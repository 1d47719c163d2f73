use std::sync::LazyLock;

use chrono::{DateTime, Utc};
use regex::Regex;

use crate::model::board::{Board, KanbanTask, TaskKind, COLUMN_TODO};
use crate::model::item::{ActionItem, ItemKind, Priority, QuickWinIssue};

/// Matches `/issues/42` or `/pull/42` in an item URL.
static ISSUE_URL: LazyLock<Regex> =
    LazyLock::new(|| Regex::new(r"/(issues|pull)/(\d+)").expect("static pattern"));

/// Fields for a task about to be added; id assignment and column
/// placement happen in `add_task`.
#[derive(Debug, Clone)]
pub struct NewTask {
    pub title: String,
    pub description: String,
    pub kind: TaskKind,
    pub priority: Priority,
    pub github_url: Option<String>,
    pub labels: Vec<String>,
    /// Target column; `None` defaults to `todo`.
    pub column: Option<String>,
}

impl NewTask {
    pub fn custom(title: &str) -> NewTask {
        NewTask {
            title: title.to_string(),
            description: String::new(),
            kind: TaskKind::Custom,
            priority: Priority::Medium,
            github_url: None,
            labels: Vec::new(),
            column: None,
        }
    }
}

// ---------------------------------------------------------------------------
// Adding tasks
// ---------------------------------------------------------------------------

/// Append a task to its column (created if missing) and return the
/// generated id.
pub fn add_task(board: &mut Board, new: NewTask) -> String {
    let id = board.next_task_id();
    let column_id = new.column.as_deref().unwrap_or(COLUMN_TODO).to_string();
    let task = KanbanTask {
        id: id.clone(),
        title: new.title,
        description: new.description,
        kind: new.kind,
        priority: new.priority,
        github_url: new.github_url,
        labels: new.labels,
        archived_at: None,
    };
    board.ensure_column(&column_id).tasks.push(task);
    id
}

/// Map an action item into a task. Returns `None` when the item fails
/// validation (blank title) so bulk imports can skip it.
///
/// An empty description defaults to a `owner/repo#N` reference derived
/// from the item URL.
pub fn task_from_action_item(item: &ActionItem, description: &str, column: &str) -> Option<NewTask> {
    if item.title.trim().is_empty() {
        return None;
    }
    let description = if description.is_empty() {
        source_ref(&item.repo, item.url.as_deref())
    } else {
        description.to_string()
    };
    Some(NewTask {
        title: item.title.clone(),
        description,
        kind: match item.kind {
            ItemKind::Issue => TaskKind::GithubIssue,
            ItemKind::PullRequest => TaskKind::GithubPullRequest,
        },
        priority: item.priority,
        github_url: item.url.clone(),
        labels: item.labels.iter().map(|l| l.name.clone()).collect(),
        column: Some(column.to_string()),
    })
}

/// Quick-win variant of `task_from_action_item`. Quick wins are always
/// issues.
pub fn task_from_quick_win(issue: &QuickWinIssue, description: &str, column: &str) -> Option<NewTask> {
    if issue.title.trim().is_empty() {
        return None;
    }
    let description = if description.is_empty() {
        source_ref(&issue.repository, Some(&issue.url))
    } else {
        description.to_string()
    };
    Some(NewTask {
        title: issue.title.clone(),
        description,
        kind: TaskKind::GithubIssue,
        priority: issue.priority,
        github_url: Some(issue.url.clone()),
        labels: issue.labels.clone(),
        column: Some(column.to_string()),
    })
}

pub fn add_task_from_action_item(
    board: &mut Board,
    item: &ActionItem,
    description: &str,
    column: &str,
) -> Option<String> {
    let new = task_from_action_item(item, description, column)?;
    Some(add_task(board, new))
}

pub fn add_task_from_quick_win(
    board: &mut Board,
    issue: &QuickWinIssue,
    description: &str,
    column: &str,
) -> Option<String> {
    let new = task_from_quick_win(issue, description, column)?;
    Some(add_task(board, new))
}

/// `acme/widgets` + `…/issues/42` → `acme/widgets#42`.
fn source_ref(repo: &str, url: Option<&str>) -> String {
    let number = url
        .and_then(|u| ISSUE_URL.captures(u))
        .map(|c| c[2].to_string());
    match number {
        Some(n) => format!("{}#{}", repo, n),
        None => repo.to_string(),
    }
}

// ---------------------------------------------------------------------------
// Lifecycle
// ---------------------------------------------------------------------------

/// Move a task to another column, keeping relative order by appending.
/// Already in the target column is a no-op, not an error. Returns
/// whether the task was found on the board.
pub fn move_task(board: &mut Board, task_id: &str, target_column: &str) -> bool {
    let Some((column_id, idx)) = board.find_task(task_id) else {
        return false;
    };
    if column_id == target_column {
        return true;
    }
    let column_id = column_id.to_string();
    let task = board.columns[&column_id].tasks.remove(idx);
    board.ensure_column(target_column).tasks.push(task);
    true
}

/// Remove a task from its column, stamp `archived_at`, and add it to
/// the archive. Silent no-op when the id is not on the board.
pub fn archive_task(board: &mut Board, task_id: &str, now: DateTime<Utc>) -> bool {
    let Some((column_id, idx)) = board.find_task(task_id) else {
        return false;
    };
    let column_id = column_id.to_string();
    let mut task = board.columns[&column_id].tasks.remove(idx);
    task.archived_at = Some(now);
    board.archive.push(task);
    true
}

/// Take a task out of the archive, clear its timestamp, and append it
/// to `restore_column`. The archive does not remember the original
/// column. Silent no-op when the id is not archived.
pub fn restore_task(board: &mut Board, task_id: &str, restore_column: &str) -> bool {
    let Some(idx) = board.find_archived(task_id) else {
        return false;
    };
    let mut task = board.archive.remove(idx);
    task.archived_at = None;
    board.ensure_column(restore_column).tasks.push(task);
    true
}

/// Permanently remove a task from the archive. Irreversible. Silent
/// no-op when the id is not archived.
pub fn delete_archived_task(board: &mut Board, task_id: &str) -> bool {
    let Some(idx) = board.find_archived(task_id) else {
        return false;
    };
    board.archive.remove(idx);
    true
}

/// Empty the archive. Irreversible; the confirmation prompt belongs to
/// the caller, not the store. Returns how many tasks were deleted.
pub fn clear_archive(board: &mut Board) -> usize {
    let count = board.archive.len();
    board.archive.clear();
    count
}

// ---------------------------------------------------------------------------
// Bulk import
// ---------------------------------------------------------------------------

#[derive(Debug, Default, PartialEq, Eq)]
pub struct BulkImportOutcome {
    /// Ids of the tasks created, in selection order.
    pub added: Vec<String>,
    /// Selected ids that were skipped (unknown id or failed validation).
    pub skipped: usize,
}

/// Import every selected item as a task. A selected id that is missing
/// from `items` or fails validation is skipped without aborting the
/// batch; the selection is cleared only after the whole batch ran.
pub fn bulk_import(
    board: &mut Board,
    items: &[ActionItem],
    selection: &mut Vec<String>,
    column: &str,
) -> BulkImportOutcome {
    let mut outcome = BulkImportOutcome::default();
    for selected_id in selection.iter() {
        let added = items
            .iter()
            .find(|item| &item.id == selected_id)
            .and_then(|item| add_task_from_action_item(board, item, "", column));
        match added {
            Some(task_id) => outcome.added.push(task_id),
            None => outcome.skipped += 1,
        }
    }
    selection.clear();
    outcome
}

#[cfg(test)]
mod tests {
    use super::*;
    use crate::model::board::{COLUMN_DONE, COLUMN_IN_PROGRESS};
    use crate::model::item::{Author, Label};
    use pretty_assertions::assert_eq;

    fn item(id: &str, title: &str) -> ActionItem {
        ActionItem {
            id: id.to_string(),
            title: title.to_string(),
            url: Some(format!("https://github.com/acme/widgets/issues/{}", id)),
            repo: "acme/widgets".into(),
            kind: ItemKind::Issue,
            author: Author {
                login: "octocat".into(),
                avatar_url: String::new(),
            },
            labels: vec![Label {
                name: "bug".into(),
                color: None,
            }],
            priority: Priority::High,
            days_old: Some(3),
            updated_at: "2026-08-27T12:00:00Z".parse().unwrap(),
            comments: None,
            stars: None,
            additions: None,
            deletions: None,
            language: None,
            mergeable: None,
            status_check_rollup: None,
        }
    }

    fn now() -> DateTime<Utc> {
        "2026-08-30T12:00:00Z".parse().unwrap()
    }

    #[test]
    fn test_add_task_defaults_to_todo() {
        let mut board = Board::default();
        let id = add_task(&mut board, NewTask::custom("Write docs"));
        assert_eq!(id, "task-001");
        assert_eq!(board.find_task(&id), Some((COLUMN_TODO, 0)));
    }

    #[test]
    fn test_add_task_from_action_item_maps_fields() {
        let mut board = Board::default();
        let id = add_task_from_action_item(&mut board, &item("42", "Fix bug"), "", COLUMN_TODO)
            .unwrap();
        let task = board.get_task(&id).unwrap();
        assert_eq!(task.title, "Fix bug");
        assert_eq!(task.kind, TaskKind::GithubIssue);
        assert_eq!(task.priority, Priority::High);
        assert_eq!(task.labels, ["bug"]);
        assert_eq!(task.description, "acme/widgets#42");
        assert_eq!(
            task.github_url.as_deref(),
            Some("https://github.com/acme/widgets/issues/42")
        );
    }

    #[test]
    fn test_pull_request_kind_and_explicit_description() {
        let mut pr = item("10", "Add retry");
        pr.kind = ItemKind::PullRequest;
        pr.url = Some("https://github.com/acme/widgets/pull/10".into());
        let new = task_from_action_item(&pr, "review carefully", COLUMN_IN_PROGRESS).unwrap();
        assert_eq!(new.kind, TaskKind::GithubPullRequest);
        assert_eq!(new.description, "review carefully");
        assert_eq!(new.column.as_deref(), Some(COLUMN_IN_PROGRESS));
    }

    #[test]
    fn test_source_ref_without_number_falls_back_to_repo() {
        let mut it = item("42", "Fix bug");
        it.url = Some("https://github.com/acme/widgets".into());
        let new = task_from_action_item(&it, "", COLUMN_TODO).unwrap();
        assert_eq!(new.description, "acme/widgets");
    }

    #[test]
    fn test_move_task() {
        let mut board = Board::default();
        let id = add_task(&mut board, NewTask::custom("Task"));

        assert!(move_task(&mut board, &id, COLUMN_DONE));
        assert_eq!(board.find_task(&id), Some((COLUMN_DONE, 0)));

        // already there: no-op, still reported as found
        assert!(move_task(&mut board, &id, COLUMN_DONE));
        assert_eq!(board.columns[COLUMN_DONE].tasks.len(), 1);

        assert!(!move_task(&mut board, "task-999", COLUMN_DONE));
    }

    #[test]
    fn test_archive_then_restore() {
        let mut board = Board::default();
        let id = add_task(&mut board, NewTask::custom("Task"));
        move_task(&mut board, &id, COLUMN_DONE);

        assert!(archive_task(&mut board, &id, now()));
        assert_eq!(board.active_task_count(), 0);
        assert_eq!(board.archive.len(), 1);
        assert_eq!(board.archive[0].archived_at, Some(now()));

        assert!(restore_task(&mut board, &id, COLUMN_TODO));
        assert!(board.archive.is_empty());
        let (column, _) = board.find_task(&id).unwrap();
        assert_eq!(column, COLUMN_TODO);
        assert_eq!(board.get_task(&id).unwrap().archived_at, None);
        assert_eq!(board.get_task(&id).unwrap().title, "Task");
    }

    #[test]
    fn test_archive_missing_id_is_noop() {
        let mut board = Board::default();
        assert!(!archive_task(&mut board, "task-404", now()));
        assert!(!restore_task(&mut board, "task-404", COLUMN_TODO));
        assert!(board.archive.is_empty());
    }

    #[test]
    fn test_delete_and_clear_archive() {
        let mut board = Board::default();
        let a = add_task(&mut board, NewTask::custom("A"));
        let b = add_task(&mut board, NewTask::custom("B"));
        archive_task(&mut board, &a, now());
        archive_task(&mut board, &b, now());

        assert!(delete_archived_task(&mut board, &a));
        assert_eq!(board.archive.len(), 1);
        // deleting again is a no-op, archive unchanged
        assert!(!delete_archived_task(&mut board, &a));
        assert_eq!(board.archive.len(), 1);

        assert_eq!(clear_archive(&mut board), 1);
        assert!(board.archive.is_empty());
        assert_eq!(clear_archive(&mut board), 0);
    }

    #[test]
    fn test_bulk_import_skips_invalid_and_clears_selection() {
        let mut board = Board::default();
        let items = vec![
            item("1", "First"),
            item("2", "   "), // blank title fails validation
            item("3", "Third"),
        ];
        let mut selection = vec!["1".to_string(), "2".to_string(), "3".to_string()];

        let outcome = bulk_import(&mut board, &items, &mut selection, COLUMN_TODO);
        assert_eq!(outcome.added.len(), 2);
        assert_eq!(outcome.skipped, 1);
        assert!(selection.is_empty());
        assert_eq!(board.columns[COLUMN_TODO].tasks.len(), 2);
    }

    #[test]
    fn test_bulk_import_unknown_id_skipped() {
        let mut board = Board::default();
        let items = vec![item("1", "First")];
        let mut selection = vec!["1".to_string(), "999".to_string()];

        let outcome = bulk_import(&mut board, &items, &mut selection, COLUMN_TODO);
        assert_eq!(outcome.added.len(), 1);
        assert_eq!(outcome.skipped, 1);
        assert!(selection.is_empty());
    }

    #[test]
    fn test_quick_win_import() {
        let mut board = Board::default();
        let issue = QuickWinIssue {
            id: "7".into(),
            title: "Fix typo".into(),
            repository: "acme/widgets".into(),
            url: "https://github.com/acme/widgets/issues/7".into(),
            difficulty: crate::model::item::Difficulty::Easy,
            language: Some("Rust".into()),
            stars: 1200,
            labels: vec!["good first issue".into()],
            priority: Priority::Low,
        };
        let id = add_task_from_quick_win(&mut board, &issue, "", COLUMN_TODO).unwrap();
        let task = board.get_task(&id).unwrap();
        assert_eq!(task.kind, TaskKind::GithubIssue);
        assert_eq!(task.description, "acme/widgets#7");
        assert_eq!(task.labels, ["good first issue"]);
    }

    #[test]
    fn test_ids_stable_across_lifecycle() {
        let mut board = Board::default();
        let id = add_task(&mut board, NewTask::custom("Task"));
        move_task(&mut board, &id, COLUMN_IN_PROGRESS);
        archive_task(&mut board, &id, now());
        restore_task(&mut board, &id, COLUMN_TODO);
        assert_eq!(board.get_task(&id).unwrap().id, id);
        // next id does not reuse it
        assert_ne!(board.next_task_id(), id);
    }
}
+++
WHAT THE EXERCISE ASKS: Set down again, word for word, the stretch of records from the line with "the item URL." to the line with "kind: match item.kind", both of those lines included.

EXERCISE RESPONSE:
/// from the item URL.
pub fn task_from_action_item(item: &ActionItem, description: &str, column: &str) -> Option<NewTask> {
    if item.title.trim().is_empty() {
        return None;
    }
    let description = if description.is_empty() {
        source_ref(&item.repo, item.url.as_deref())
    } else {
        description.to_string()
    };
    Some(NewTask {
        title: item.title.clone(),
        description,
        kind: match item.kind {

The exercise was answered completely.